Second presidency (1980–1985)
One of his first actions as president was the return of several newspapers to their respective owners. In this way, freedom of speech once again played an important part in Peruvian politics. Gradually, he attempted to undo some of the most radical effects of the Agrarian Reform initiated by Velasco, and reversed the independent stance that the Military Government of Velasco had with the United States.

At the outbreak of the 1982 Falklands War () between Argentina and the United Kingdom, Belaúnde declared that "Peru was ready to support Argentina with all the resources it needed." This included a number of fighter planes from the Peruvian Air Force, ships, and medical teams. Belaúnde's government proposed a peace settlement between the two countries, but the Argentine military junta rejected it and the British launched an attack on the Argentinian forces deployed around the islands. In response to Chile's support of Britain, Belaúnde called for Latin American unity.

In domestic policy, he continued with many of the projects that were planned during his first term, including the completion of what is considered his most important legacy, the Carretera Marginal de la Selva, a much-needed roadway linking Chiclayo on the Pacific coast with then isolated northern regions of Amazonas and San Martín.

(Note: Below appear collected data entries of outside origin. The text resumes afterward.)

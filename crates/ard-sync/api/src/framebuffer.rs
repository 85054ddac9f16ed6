use arrayvec::ArrayVec;
use serde::{Deserialize, Serialize};

use crate::{
    render_pass::MAX_ATTACHMENTS,
    types::{Format, ImageUsage},
};

/// Identifies an image view used as a framebuffer attachment. Ids are recycled once the view is
/// destroyed.
#[derive(Debug, Copy, Clone, PartialEq, Eq, PartialOrd, Ord, Hash, Serialize, Deserialize)]
pub struct ViewId(pub u32);

#[derive(Debug, Copy, Clone, PartialEq, Eq, Hash, Serialize, Deserialize)]
pub struct FramebufferAttachment {
    /// Concrete framebuffers are keyed on this. Imageless framebuffers ignore it.
    pub view: ViewId,
    pub format: Format,
    pub usage: ImageUsage,
    pub width: u32,
    pub height: u32,
    pub layers: u32,
}

/// Describes the attachments and extent of a framebuffer.
#[derive(Debug, Default, Clone, PartialEq, Eq, Hash, Serialize, Deserialize)]
pub struct FramebufferState {
    pub width: u32,
    pub height: u32,
    pub layers: u32,
    pub samples: u8,
    pub attachments: ArrayVec<FramebufferAttachment, MAX_ATTACHMENTS>,
}

impl FramebufferState {
    #[inline(always)]
    pub fn num_attachments(&self) -> usize {
        self.attachments.len()
    }

    /// The same state with every view identity erased. Two states with equal structure but
    /// different views produce the same projection.
    pub fn structural(&self) -> FramebufferState {
        let mut out = self.clone();
        for attachment in &mut out.attachments {
            attachment.view = ViewId(0);
        }
        out
    }

    /// Iterates the views named by this state.
    #[inline(always)]
    pub fn views(&self) -> impl Iterator<Item = ViewId> + '_ {
        self.attachments.iter().map(|attachment| attachment.view)
    }
}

After a promising beginning, Belaúnde's popularity eroded under the stress of inflation, the War on Housing's continuation, economic hardship, and terrorism: per capita income declined, Peru's foreign debt burgeoned, and violence by leftist insurgents (notably Shining Path) rose steadily during the internal conflict in Peru, which was launched the day before Belaúnde was elected in 1980. He was president during the peak of the Lost Decade, in which unemployment rose above 50% and homelessness rose above 30%.

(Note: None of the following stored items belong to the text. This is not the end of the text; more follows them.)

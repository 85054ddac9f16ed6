use std::{num::NonZeroU32, sync::Arc};

use api::{
    framebuffer::{FramebufferAttachment, ViewId},
    types::{Format, ImageUsage},
    Backend,
};
use rustc_hash::FxHashMap;

use crate::resource::{IdGenerator, Resource, ResourceId};

/// A view of an image that can be attached to a framebuffer.
pub struct Surface<B: Backend> {
    backend: Arc<B>,
    id: ViewId,
    resource: Arc<Resource<B>>,
    view: B::ImageView,
    pub(crate) format: Format,
    pub(crate) usage: ImageUsage,
    pub(crate) width: u32,
    pub(crate) height: u32,
    pub(crate) layers: u32,
    pub(crate) samples: u8,
    pub(crate) presentable: bool,
}

pub(crate) struct SurfaceTable<B: Backend> {
    ids: IdGenerator,
    surfaces: FxHashMap<ViewId, Arc<Surface<B>>>,
}

pub(crate) struct SurfaceDescriptor {
    pub format: Format,
    pub usage: ImageUsage,
    pub width: u32,
    pub height: u32,
    pub layers: u32,
    pub samples: u8,
    pub presentable: bool,
}

impl<B: Backend> Surface<B> {
    pub(crate) fn new(
        backend: Arc<B>,
        id: ViewId,
        resource: Arc<Resource<B>>,
        view: B::ImageView,
        descriptor: SurfaceDescriptor,
    ) -> Self {
        Self {
            backend,
            id,
            resource,
            view,
            format: descriptor.format,
            usage: descriptor.usage,
            width: descriptor.width,
            height: descriptor.height,
            layers: descriptor.layers,
            samples: descriptor.samples,
            presentable: descriptor.presentable,
        }
    }

    #[inline(always)]
    pub fn id(&self) -> ViewId {
        self.id
    }

    /// The image this surface views.
    #[inline(always)]
    pub fn resource(&self) -> ResourceId {
        self.resource.id()
    }

    #[inline(always)]
    pub fn internal(&self) -> &B::ImageView {
        &self.view
    }

    #[inline(always)]
    pub fn format(&self) -> Format {
        self.format
    }

    pub fn framebuffer_attachment(&self) -> FramebufferAttachment {
        FramebufferAttachment {
            view: self.id,
            format: self.format,
            usage: self.usage,
            width: self.width,
            height: self.height,
            layers: self.layers,
        }
    }
}

impl<B: Backend> Drop for Surface<B> {
    fn drop(&mut self) {
        unsafe {
            self.backend.destroy_image_view(&mut self.view);
        }
    }
}

impl<B: Backend> Default for SurfaceTable<B> {
    fn default() -> Self {
        Self {
            ids: IdGenerator::default(),
            surfaces: FxHashMap::default(),
        }
    }
}

impl<B: Backend> SurfaceTable<B> {
    #[inline(always)]
    pub fn allocate_id(&self) -> ViewId {
        ViewId(self.ids.create().get())
    }

    /// Returns an id that was allocated but never inserted.
    #[inline(always)]
    pub fn release_id(&self, id: ViewId) {
        if let Some(id) = NonZeroU32::new(id.0) {
            self.ids.free(id);
        }
    }

    #[inline(always)]
    pub fn insert(&mut self, surface: Surface<B>) {
        self.surfaces.insert(surface.id(), Arc::new(surface));
    }

    /// Removes the surface. Its id may be handed out again immediately.
    pub fn remove(&mut self, id: ViewId) -> Option<Arc<Surface<B>>> {
        let surface = self.surfaces.remove(&id)?;
        self.release_id(id);
        Some(surface)
    }

    #[inline(always)]
    pub fn get(&self, id: ViewId) -> Option<&Arc<Surface<B>>> {
        self.surfaces.get(&id)
    }

    #[inline(always)]
    pub fn len(&self) -> usize {
        self.surfaces.len()
    }

    /// Whether any live surface views the resource.
    pub fn views_resource(&self, id: ResourceId) -> bool {
        self.surfaces.values().any(|surface| surface.resource() == id)
    }
}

Regarding Shining Path, Belaúnde personally did not pay too much attention to this: insurgent movements were already active during his first term, but without much support. In addition, some government officials and insurgents were subsequently accused of human rights violations, and a state of emergency was promulgated in the Ayacucho and Apurímac regions.

During the next years, the economic problems left over from the military government persisted, worsened by an occurrence of the "El Niño" weather phenomenon in 1982–83, which caused widespread flooding in some parts of the country, severe droughts in others, and sharply reduced the schools of ocean fish that are one of the country's major resources.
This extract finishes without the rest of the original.